----- DATA EXTRACTS -----
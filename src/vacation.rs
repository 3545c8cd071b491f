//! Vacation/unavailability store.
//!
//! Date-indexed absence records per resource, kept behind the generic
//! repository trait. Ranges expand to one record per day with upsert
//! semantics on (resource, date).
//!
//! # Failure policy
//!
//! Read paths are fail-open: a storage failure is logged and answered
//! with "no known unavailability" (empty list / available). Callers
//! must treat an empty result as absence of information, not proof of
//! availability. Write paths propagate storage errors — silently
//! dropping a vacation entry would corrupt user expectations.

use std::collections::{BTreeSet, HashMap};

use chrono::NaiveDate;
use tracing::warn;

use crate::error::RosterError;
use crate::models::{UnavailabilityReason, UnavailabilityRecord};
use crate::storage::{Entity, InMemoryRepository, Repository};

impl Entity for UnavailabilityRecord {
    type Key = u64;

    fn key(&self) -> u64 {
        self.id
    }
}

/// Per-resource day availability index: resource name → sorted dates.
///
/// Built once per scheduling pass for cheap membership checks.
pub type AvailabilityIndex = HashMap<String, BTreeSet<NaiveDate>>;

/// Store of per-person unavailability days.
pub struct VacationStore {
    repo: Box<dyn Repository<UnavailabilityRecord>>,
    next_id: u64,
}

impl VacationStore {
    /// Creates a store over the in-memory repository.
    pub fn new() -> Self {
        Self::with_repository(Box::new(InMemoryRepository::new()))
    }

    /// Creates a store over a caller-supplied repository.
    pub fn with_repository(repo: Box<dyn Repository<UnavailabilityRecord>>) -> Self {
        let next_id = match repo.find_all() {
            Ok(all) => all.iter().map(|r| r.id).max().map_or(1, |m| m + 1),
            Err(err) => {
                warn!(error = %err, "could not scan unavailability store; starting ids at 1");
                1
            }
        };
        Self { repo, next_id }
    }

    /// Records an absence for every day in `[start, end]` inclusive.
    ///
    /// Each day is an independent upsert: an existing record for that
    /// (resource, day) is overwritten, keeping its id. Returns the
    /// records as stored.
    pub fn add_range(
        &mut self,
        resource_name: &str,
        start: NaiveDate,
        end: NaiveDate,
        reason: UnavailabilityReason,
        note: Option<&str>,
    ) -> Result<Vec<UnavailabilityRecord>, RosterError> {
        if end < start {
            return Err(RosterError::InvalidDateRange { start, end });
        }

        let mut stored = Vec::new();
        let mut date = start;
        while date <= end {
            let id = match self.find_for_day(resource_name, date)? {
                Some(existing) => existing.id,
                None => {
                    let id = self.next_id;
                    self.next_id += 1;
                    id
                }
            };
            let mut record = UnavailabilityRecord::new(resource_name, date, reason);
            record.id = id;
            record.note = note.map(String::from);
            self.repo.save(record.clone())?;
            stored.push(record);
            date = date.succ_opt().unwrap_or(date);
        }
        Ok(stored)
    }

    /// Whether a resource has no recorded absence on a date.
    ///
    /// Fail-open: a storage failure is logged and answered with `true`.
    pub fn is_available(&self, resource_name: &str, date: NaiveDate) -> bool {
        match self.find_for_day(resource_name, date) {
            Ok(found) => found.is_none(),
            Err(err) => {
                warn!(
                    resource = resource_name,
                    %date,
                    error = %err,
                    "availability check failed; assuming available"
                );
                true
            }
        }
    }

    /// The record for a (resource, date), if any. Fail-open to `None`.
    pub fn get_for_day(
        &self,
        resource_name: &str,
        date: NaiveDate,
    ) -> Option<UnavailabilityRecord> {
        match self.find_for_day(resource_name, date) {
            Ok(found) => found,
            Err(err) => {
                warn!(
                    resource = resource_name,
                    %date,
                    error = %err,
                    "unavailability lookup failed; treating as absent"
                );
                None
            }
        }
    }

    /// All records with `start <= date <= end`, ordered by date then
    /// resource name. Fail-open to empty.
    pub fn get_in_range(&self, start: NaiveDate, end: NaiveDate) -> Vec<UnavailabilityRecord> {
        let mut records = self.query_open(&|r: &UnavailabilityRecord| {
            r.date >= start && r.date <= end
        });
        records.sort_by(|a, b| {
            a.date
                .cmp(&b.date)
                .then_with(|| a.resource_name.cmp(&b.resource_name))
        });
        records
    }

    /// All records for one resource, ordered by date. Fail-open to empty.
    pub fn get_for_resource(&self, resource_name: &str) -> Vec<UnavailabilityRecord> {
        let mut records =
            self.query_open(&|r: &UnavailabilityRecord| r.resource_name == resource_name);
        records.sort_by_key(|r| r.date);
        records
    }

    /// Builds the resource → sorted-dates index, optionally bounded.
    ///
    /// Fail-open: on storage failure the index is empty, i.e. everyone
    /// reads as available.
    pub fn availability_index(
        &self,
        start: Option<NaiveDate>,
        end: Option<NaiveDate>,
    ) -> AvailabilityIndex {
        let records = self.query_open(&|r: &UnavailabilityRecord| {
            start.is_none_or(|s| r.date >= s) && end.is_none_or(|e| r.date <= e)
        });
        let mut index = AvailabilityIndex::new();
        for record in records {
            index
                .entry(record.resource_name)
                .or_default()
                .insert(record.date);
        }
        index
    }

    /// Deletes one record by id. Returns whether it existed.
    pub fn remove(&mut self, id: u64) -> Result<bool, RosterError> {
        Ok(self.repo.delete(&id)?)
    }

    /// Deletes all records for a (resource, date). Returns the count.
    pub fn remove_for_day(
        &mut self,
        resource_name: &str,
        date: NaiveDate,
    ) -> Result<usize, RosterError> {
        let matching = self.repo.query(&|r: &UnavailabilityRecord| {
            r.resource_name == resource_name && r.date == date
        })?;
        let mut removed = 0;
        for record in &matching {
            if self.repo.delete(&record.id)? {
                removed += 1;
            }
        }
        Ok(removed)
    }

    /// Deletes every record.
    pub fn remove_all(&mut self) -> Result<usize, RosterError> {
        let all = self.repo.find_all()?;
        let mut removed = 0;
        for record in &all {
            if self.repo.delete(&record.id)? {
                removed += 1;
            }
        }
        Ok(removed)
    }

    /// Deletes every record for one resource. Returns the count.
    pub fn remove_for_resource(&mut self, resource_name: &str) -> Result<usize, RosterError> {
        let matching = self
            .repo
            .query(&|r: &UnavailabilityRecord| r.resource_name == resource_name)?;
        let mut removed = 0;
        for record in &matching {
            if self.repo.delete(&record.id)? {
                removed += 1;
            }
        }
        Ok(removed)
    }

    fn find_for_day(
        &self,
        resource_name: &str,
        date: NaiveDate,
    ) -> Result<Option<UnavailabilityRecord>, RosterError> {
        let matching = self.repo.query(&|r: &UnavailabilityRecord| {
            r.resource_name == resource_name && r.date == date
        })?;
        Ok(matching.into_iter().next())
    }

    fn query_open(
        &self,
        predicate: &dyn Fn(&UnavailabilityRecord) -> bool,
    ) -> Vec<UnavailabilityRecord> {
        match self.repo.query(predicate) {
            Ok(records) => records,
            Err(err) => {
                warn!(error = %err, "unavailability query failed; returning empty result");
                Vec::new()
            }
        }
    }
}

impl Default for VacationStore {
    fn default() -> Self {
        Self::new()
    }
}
-----
----- DATA EXTRACTS -----
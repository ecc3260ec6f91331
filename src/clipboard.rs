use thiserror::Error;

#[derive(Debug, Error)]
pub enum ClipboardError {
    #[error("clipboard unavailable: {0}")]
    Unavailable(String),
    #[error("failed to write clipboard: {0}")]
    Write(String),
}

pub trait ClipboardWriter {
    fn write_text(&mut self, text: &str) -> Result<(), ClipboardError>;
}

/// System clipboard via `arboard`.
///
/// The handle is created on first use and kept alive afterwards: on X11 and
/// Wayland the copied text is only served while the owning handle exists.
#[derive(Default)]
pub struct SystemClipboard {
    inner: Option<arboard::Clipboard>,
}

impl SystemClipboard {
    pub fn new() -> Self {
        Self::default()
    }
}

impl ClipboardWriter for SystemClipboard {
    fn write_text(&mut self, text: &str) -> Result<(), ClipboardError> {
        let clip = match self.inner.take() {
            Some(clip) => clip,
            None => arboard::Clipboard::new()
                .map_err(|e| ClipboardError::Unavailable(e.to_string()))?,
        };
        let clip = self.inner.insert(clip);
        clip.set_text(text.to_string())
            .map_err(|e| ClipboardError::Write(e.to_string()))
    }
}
-----
- **DESCRIPTION OF THE TASK**:
Note every line above where the string "Creates" shows up, and copy those lines.

- **EXERCISE SOLUTION**:
    /// Creates a store over the in-memory repository.
    /// Creates a store over a caller-supplied repository.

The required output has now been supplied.